• Data extracted from a collection:

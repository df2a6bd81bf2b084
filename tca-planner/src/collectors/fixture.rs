//! Offline signal fixtures
//!
//! A `SignalFixture` holds canned responses for every source, either read
//! from a JSON file or built in (`SignalFixture::demo`). It backs the
//! binary's `--fixture` and `--demo` modes so a run needs no network.
//!
//! Sections left out of the file leave the matching source unconfigured.

use async_trait::async_trait;
use chrono::{Duration, NaiveDate};
use serde::{Deserialize, Serialize};
use std::collections::BTreeMap;
use std::path::Path;
use std::sync::Arc;
use tracing::info;

use super::{
    Collector, CollectorError, Comment, EngagementQuery, EngagementReport, MetadataQuery,
    MovieMetadata, PageviewReport, Providers, RegionInterest, SeriesPoint, SignalQuery,
    TrendReport,
};
use crate::error::{PlannerError, PlannerResult};
use crate::models::RegionCode;

/// Canned responses for each source
#[derive(Debug, Clone, Default, Serialize, Deserialize)]
pub struct SignalFixture {
    #[serde(default)]
    pub metadata: Option<MovieMetadata>,
    #[serde(default)]
    pub engagement: Option<EngagementReport>,
    #[serde(default)]
    pub trends: Option<TrendReport>,
    #[serde(default)]
    pub pageviews: Option<PageviewReport>,
}

impl SignalFixture {
    /// Read a fixture from a JSON file
    pub fn load(path: &Path) -> tca_common::Result<Self> {
        let content = std::fs::read_to_string(path)?;
        let fixture: SignalFixture = serde_json::from_str(&content)?;
        info!(
            path = %path.display(),
            metadata = fixture.metadata.is_some(),
            engagement = fixture.engagement.is_some(),
            trends = fixture.trends.is_some(),
            pageviews = fixture.pageviews.is_some(),
            "Loaded signal fixture"
        );
        Ok(fixture)
    }

    /// Build providers serving this fixture
    ///
    /// The metadata section is mandatory; other sections are optional.
    pub fn into_providers(self) -> PlannerResult<Providers> {
        if self.metadata.is_none() {
            return Err(PlannerError::InvalidInput(
                "fixture has no metadata section".to_string(),
            ));
        }
        let fixture = Arc::new(self);
        let mut providers = Providers::new(Arc::new(FixtureMetadata(Arc::clone(&fixture))));
        if fixture.engagement.is_some() {
            providers = providers.with_engagement(Arc::new(FixtureEngagement(Arc::clone(&fixture))));
        }
        if fixture.trends.is_some() {
            providers = providers.with_trend(Arc::new(FixtureTrends(Arc::clone(&fixture))));
        }
        if fixture.pageviews.is_some() {
            providers = providers.with_pageview(Arc::new(FixturePageviews(Arc::clone(&fixture))));
        }
        Ok(providers)
    }

    /// Built-in demo data for a fictional release
    ///
    /// Series end on `as_of` and cover the 28 days before it.
    pub fn demo(as_of: NaiveDate) -> Self {
        // (region, interest, daily trend slope, base pageviews, daily pageview slope)
        let regions: [(&str, f64, f64, f64, f64); 7] = [
            ("US", 92.0, 1.2, 48_000.0, 900.0),
            ("GB", 78.0, 0.9, 14_000.0, 260.0),
            ("CA", 71.0, 0.5, 7_500.0, 90.0),
            ("AU", 64.0, 0.6, 5_200.0, 70.0),
            ("IN", 58.0, 1.5, 9_800.0, 310.0),
            ("DE", 49.0, 0.1, 6_100.0, 10.0),
            ("FR", 43.0, -0.2, 4_900.0, -15.0),
        ];

        let series = |base: f64, slope: f64| -> Vec<SeriesPoint> {
            (0..28)
                .map(|i| SeriesPoint {
                    date: as_of - Duration::days(27 - i),
                    value: (base + slope * i as f64).max(0.0),
                })
                .collect()
        };

        let trends = regions
            .iter()
            .map(|(code, interest, slope, _, _)| {
                (
                    RegionCode::new(code),
                    RegionInterest {
                        interest: *interest,
                        series: series(interest - slope * 27.0, *slope),
                    },
                )
            })
            .collect();

        let pageviews = regions
            .iter()
            .map(|(code, _, _, base, slope)| (RegionCode::new(code), series(*base, *slope)))
            .collect();

        let regional_engagement: BTreeMap<RegionCode, f64> = [
            ("US", 2.1),
            ("GB", 1.9),
            ("CA", 1.7),
            ("AU", 1.6),
            ("IN", 2.4),
        ]
        .iter()
        .map(|(code, rate)| (RegionCode::new(code), *rate))
        .collect();

        let comments = [
            ("c-001", "This looks absolutely incredible, the visuals are stunning.", 8_500),
            ("c-002", "Can't wait to see this on the biggest screen possible!", 6_200),
            ("c-003", "The score gives me chills every single time.", 4_800),
            ("c-004", "A masterpiece in the making. Pure epic cinema.", 4_100),
            ("c-005", "Finally a sequel that looks better than the first!", 2_900),
            ("c-006", "Looks great but I'm worried about the pacing.", 450),
            ("c-007", "The first one was a bit slow, hope this is tighter.", 320),
            ("c-008", "Feels overrated already, the marketing is everywhere.", 150),
            ("c-009", "Trailer drops the same day as my birthday.", 40),
        ]
        .iter()
        .map(|(id, text, likes)| Comment {
            comment_id: id.to_string(),
            text: text.to_string(),
            like_count: *likes,
        })
        .collect();

        Self {
            metadata: Some(MovieMetadata {
                source_ref: "demo:movie/starfall-ascension".to_string(),
                title: "Starfall: Ascension".to_string(),
                release_date: None,
                tagline: Some("Every light must fall.".to_string()),
                genres: vec!["Science Fiction".to_string(), "Adventure".to_string()],
                cast: vec!["Mara Ilves".to_string(), "Tobias Renn".to_string()],
                keywords: vec!["space opera".to_string(), "sequel".to_string()],
            }),
            engagement: Some(EngagementReport {
                source_ref: "demo:video/starfall-official-trailer".to_string(),
                view_count: 18_400_000,
                like_count: 402_000,
                comment_count: 11_300,
                comments,
                regional_engagement,
            }),
            trends: Some(TrendReport {
                source_ref: "demo:trends".to_string(),
                keyword: "Starfall Ascension".to_string(),
                regions: trends,
            }),
            pageviews: Some(PageviewReport {
                source_ref: "demo:wiki".to_string(),
                article: "Starfall:_Ascension".to_string(),
                regions: pageviews,
            }),
        }
    }
}

fn only_requested<V: Clone>(
    all: &BTreeMap<RegionCode, V>,
    requested: &[RegionCode],
) -> BTreeMap<RegionCode, V> {
    all.iter()
        .filter(|(code, _)| requested.contains(*code))
        .map(|(code, v)| (code.clone(), v.clone()))
        .collect()
}

struct FixtureMetadata(Arc<SignalFixture>);

#[async_trait]
impl Collector for FixtureMetadata {
    type Query = MetadataQuery;
    type Output = MovieMetadata;

    fn name(&self) -> &'static str {
        "fixture"
    }

    async fn fetch(&self, _query: &MetadataQuery) -> Result<Option<MovieMetadata>, CollectorError> {
        Ok(self.0.metadata.clone())
    }
}

struct FixtureEngagement(Arc<SignalFixture>);

#[async_trait]
impl Collector for FixtureEngagement {
    type Query = EngagementQuery;
    type Output = EngagementReport;

    fn name(&self) -> &'static str {
        "fixture"
    }

    async fn fetch(
        &self,
        query: &EngagementQuery,
    ) -> Result<Option<EngagementReport>, CollectorError> {
        Ok(self.0.engagement.as_ref().map(|report| EngagementReport {
            regional_engagement: only_requested(&report.regional_engagement, &query.regions),
            ..report.clone()
        }))
    }
}

struct FixtureTrends(Arc<SignalFixture>);

#[async_trait]
impl Collector for FixtureTrends {
    type Query = SignalQuery;
    type Output = TrendReport;

    fn name(&self) -> &'static str {
        "fixture"
    }

    async fn fetch(&self, query: &SignalQuery) -> Result<Option<TrendReport>, CollectorError> {
        let Some(report) = &self.0.trends else {
            return Ok(None);
        };
        let regions = only_requested(&report.regions, &query.regions);
        if regions.is_empty() {
            return Ok(None);
        }
        Ok(Some(TrendReport {
            regions,
            ..report.clone()
        }))
    }
}

struct FixturePageviews(Arc<SignalFixture>);

#[async_trait]
impl Collector for FixturePageviews {
    type Query = SignalQuery;
    type Output = PageviewReport;

    fn name(&self) -> &'static str {
        "fixture"
    }

    async fn fetch(&self, query: &SignalQuery) -> Result<Option<PageviewReport>, CollectorError> {
        let Some(report) = &self.0.pageviews else {
            return Ok(None);
        };
        let regions = only_requested(&report.regions, &query.regions);
        if regions.is_empty() {
            return Ok(None);
        }
        Ok(Some(PageviewReport {
            regions,
            ..report.clone()
        }))
    }
}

• THE PROBLEM:
Working from the data above, extract solely the lines from the one containing "struct FixtureMetadata(Arc<SignalFixture>);" through the one containing "impl Collector for FixturePageviews", exactly as they appear, both included.

• REPLY:
struct FixtureMetadata(Arc<SignalFixture>);

#[async_trait]
impl Collector for FixtureMetadata {
    type Query = MetadataQuery;
    type Output = MovieMetadata;

    fn name(&self) -> &'static str {
        "fixture"
    }

    async fn fetch(&self, _query: &MetadataQuery) -> Result<Option<MovieMetadata>, CollectorError> {
        Ok(self.0.metadata.clone())
    }
}

struct FixtureEngagement(Arc<SignalFixture>);

#[async_trait]
impl Collector for FixtureEngagement {
    type Query = EngagementQuery;
    type Output = EngagementReport;

    fn name(&self) -> &'static str {
        "fixture"
    }

    async fn fetch(
        &self,
        query: &EngagementQuery,
    ) -> Result<Option<EngagementReport>, CollectorError> {
        Ok(self.0.engagement.as_ref().map(|report| EngagementReport {
            regional_engagement: only_requested(&report.regional_engagement, &query.regions),
            ..report.clone()
        }))
    }
}

struct FixtureTrends(Arc<SignalFixture>);

#[async_trait]
impl Collector for FixtureTrends {
    type Query = SignalQuery;
    type Output = TrendReport;

    fn name(&self) -> &'static str {
        "fixture"
    }

    async fn fetch(&self, query: &SignalQuery) -> Result<Option<TrendReport>, CollectorError> {
        let Some(report) = &self.0.trends else {
            return Ok(None);
        };
        let regions = only_requested(&report.regions, &query.regions);
        if regions.is_empty() {
            return Ok(None);
        }
        Ok(Some(TrendReport {
            regions,
            ..report.clone()
        }))
    }
}

struct FixturePageviews(Arc<SignalFixture>);

#[async_trait]
impl Collector for FixturePageviews {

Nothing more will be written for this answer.